American politician (1839–1914)

John R. Rouzer (May 1839 – March 25, 1914) was an American politician from Maryland. He served as a member of the Maryland House of Delegates, representing Frederick County in 1867 and from 1894 to 1900.

==Early life==
John R. Rouzer was born, youngest of 10 children, at the family homestead on May 7 (or 9), 1839 near Apples Church and Thurmont, Maryland, to Rachel and Peter Rouzer. His mother died when he was one and he was raised by his sister and her husband Joseph Freeze. He attended public and private schools and the Mechanicstown Academy in Thurmont.

==Career==
At the age of 18, Rouzer began work. he worked in the shop of his brother-in-law Joseph Freeze. He learned the trade of sadler and harness maker. He later bought out his brother-in-law's shop.

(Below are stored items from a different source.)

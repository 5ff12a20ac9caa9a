//! Refresh-token session model and DTOs.

use sqlx::FromRow;
use taskboard_core::types::{DbId, Timestamp};

/// A row from the `sessions` table.
///
/// Each row binds exactly one refresh token to a user. The row is deleted the
/// first time its token is presented for refresh.
#[derive(Debug, Clone, FromRow)]
pub struct Session {
    pub id: DbId,
    pub user_id: DbId,
    pub refresh_token: String,
    pub expires_at: Timestamp,
    pub created_at: Timestamp,
}

impl Session {
    /// Whether the absolute expiry has passed at `now`.
    pub fn is_expired(&self, now: Timestamp) -> bool {
        now > self.expires_at
    }
}

/// DTO for creating a new session.
#[derive(Debug, Clone)]
pub struct CreateSession {
    pub user_id: DbId,
    pub refresh_token: String,
    pub expires_at: Timestamp,
}
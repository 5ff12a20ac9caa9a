#![allow(dead_code)]

use std::sync::Arc;

use axum::body::Body;
use axum::http::header::{AUTHORIZATION, CONTENT_TYPE};
use axum::http::{Method, Request, Response};
use axum::Router;
use http_body_util::BodyExt;
use tower::ServiceExt;

use taskboard_api::auth::jwt::JwtConfig;
use taskboard_api::auth::password::hash_password;
use taskboard_api::config::ServerConfig;
use taskboard_api::router::build_app_router;
use taskboard_api::state::AppState;
use taskboard_db::models::user::{CreateUser, User};
use taskboard_db::{MemoryStore, Store};

pub const TEST_PASSWORD: &str = "test_password_123";

/// Build a test `ServerConfig` with fixed secrets and the dev CORS origin.
pub fn test_config() -> ServerConfig {
    ServerConfig {
        host: "127.0.0.1".to_string(),
        port: 0,
        cors_origins: vec!["http://localhost:5173".to_string()],
        request_timeout_secs: 30,
        session_cleanup_interval_secs: 3600,
        jwt: JwtConfig {
            access_secret: "integration-access-secret".to_string(),
            refresh_secret: "integration-refresh-secret".to_string(),
            access_token_expiry_mins: 15,
            refresh_token_expiry_days: 7,
        },
    }
}

/// Build the production router over the given in-memory store.
pub fn build_test_app(store: Arc<MemoryStore>) -> Router {
    build_app_router(AppState::new(store, test_config()))
}

/// Insert a user with [`TEST_PASSWORD`].
pub async fn create_test_user(store: &MemoryStore, email: &str) -> User {
    let password_hash = hash_password(TEST_PASSWORD).expect("hashing should succeed");
    store
        .create_user(&CreateUser {
            email: email.to_string(),
            password_hash,
        })
        .await
        .expect("user creation should succeed")
}

pub async fn send(
    app: Router,
    method: Method,
    uri: &str,
    token: Option<&str>,
    body: Option<serde_json::Value>,
) -> Response<Body> {
    let mut builder = Request::builder().method(method).uri(uri);
    if let Some(token) = token {
        builder = builder.header(AUTHORIZATION, format!("Bearer {token}"));
    }
    let request = match body {
        Some(json) => builder
            .header(CONTENT_TYPE, "application/json")
            .body(Body::from(json.to_string())),
        None => builder.body(Body::empty()),
    }
    .unwrap();

    app.oneshot(request).await.unwrap()
}

pub async fn get(app: Router, uri: &str) -> Response<Body> {
    send(app, Method::GET, uri, None, None).await
}

pub async fn get_auth(app: Router, uri: &str, token: &str) -> Response<Body> {
    send(app, Method::GET, uri, Some(token), None).await
}

pub async fn post_json(app: Router, uri: &str, body: serde_json::Value) -> Response<Body> {
    send(app, Method::POST, uri, None, Some(body)).await
}

pub async fn post_json_auth(
    app: Router,
    uri: &str,
    token: &str,
    body: serde_json::Value,
) -> Response<Body> {
    send(app, Method::POST, uri, Some(token), Some(body)).await
}

pub async fn put_json_auth(
    app: Router,
    uri: &str,
    token: &str,
    body: serde_json::Value,
) -> Response<Body> {
    send(app, Method::PUT, uri, Some(token), Some(body)).await
}

pub async fn delete_auth(app: Router, uri: &str, token: &str) -> Response<Body> {
    send(app, Method::DELETE, uri, Some(token), None).await
}

/// Collect a response body and parse it as JSON.
pub async fn body_json(response: Response<Body>) -> serde_json::Value {
    let bytes = response.into_body().collect().await.unwrap().to_bytes();
    serde_json::from_slice(&bytes).unwrap()
}

/// Log in through the API and return the envelope's `data`.
pub async fn login(app: Router, email: &str) -> serde_json::Value {
    let body = serde_json::json!({ "email": email, "password": TEST_PASSWORD });
    let response = post_json(app, "/api/auth/login", body).await;
    assert_eq!(response.status(), 200);
    body_json(response).await["data"].clone()
}

/// Log in and return just the access token.
pub async fn access_token(app: Router, email: &str) -> String {
    login(app, email).await["accessToken"]
        .as_str()
        .unwrap()
        .to_string()
}
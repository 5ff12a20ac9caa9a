pub mod session;
pub mod task;
pub mod task_list;
pub mod user;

Rouzer enlisted on August 19, 1862, in Company D of the 6th Regiment Maryland Volunteer Infantry as first lieutenant. He later became captain. He was twice brevetted for meritorious service; later in the war being brevetted as a lieutenant colonel. He participated in multiple engagements and was wounded at the Battle of the Wilderness on May 5, 1864. He was brevetted as lieutenant colonel for "valiant service". He was captured during the Third Battle of Winchester on September 19, 1864, and was in Libby Prison, Danville Prison and Salisbury Prison for four months. He was honorably discharged on June 20, 1865.

After the war, Rouzer returned to Thurmont and engaged in business. On March 19, 1869, he was appointed postmaster of Thurmont by postmaster A. J. Creswell. He served in that role until November 1873 or December 1875. He was elected as register of wills of Frederick County and served in that role for six years. Afterward, he retired and engaged in farming. In 1883, he declined appointment as school commissioner of Frederick County. He was commissioner and treasurer of the corporation of Mechanicstown for a number of years. Rouzer was a Whig and later a Republican. He was known in Frederick County as the "grand old man". He served as a member of the Maryland House of Delegates, representing Frederick County in 1867 and from 1894 to 1900. He also served as commissioner of Thurmont and was a school trustee for 40 years. In 1900, he was appointed by President William McKinley as deputy register of wills in Washington, D.C. He served in the role for four years. In 1912, the Republicans wanted to nominate Rouzer for state comptroller, but he declined due to his health.

Rouzer was a charter member and served as president of the Mechanicstown Water Company for a number of years. From around 1910 to January 1, 1914, he was president of the Thurmont National Bank. Due to failing health, he stepped down and served as vice president. He was a charter member of Jason Damuth Post No. 80 Department of Maryland, G.A.R. He was chaplain of the post from 1908 to 1909, commander of the post from 1910 to 1911 and patriotic inspector of the post from 1912 to 1914.

==Personal life==
Rouzer married Harriet E. Wilhide, daughter of Joseph Wilhide, on May 7, 1866. She died in 1868. They had one child who died at four months old. In 1871, he married Julia Wilhide Willman, widow of E. Willman and sister of his first wife. They had five children, including Mrs. Leister Armacost, Mrs. Harry Brown and Horace C. He was a member of St. John's Lutheran Church, an Evangelical Lutheran Church and was an officer in its Sunday school.

Later in life, Rouzer had poor eyesight and was unable to read starting around 1912. He died on March 25, 1914, at his home in Thurmont. He was buried in the United Brethren Cemetery.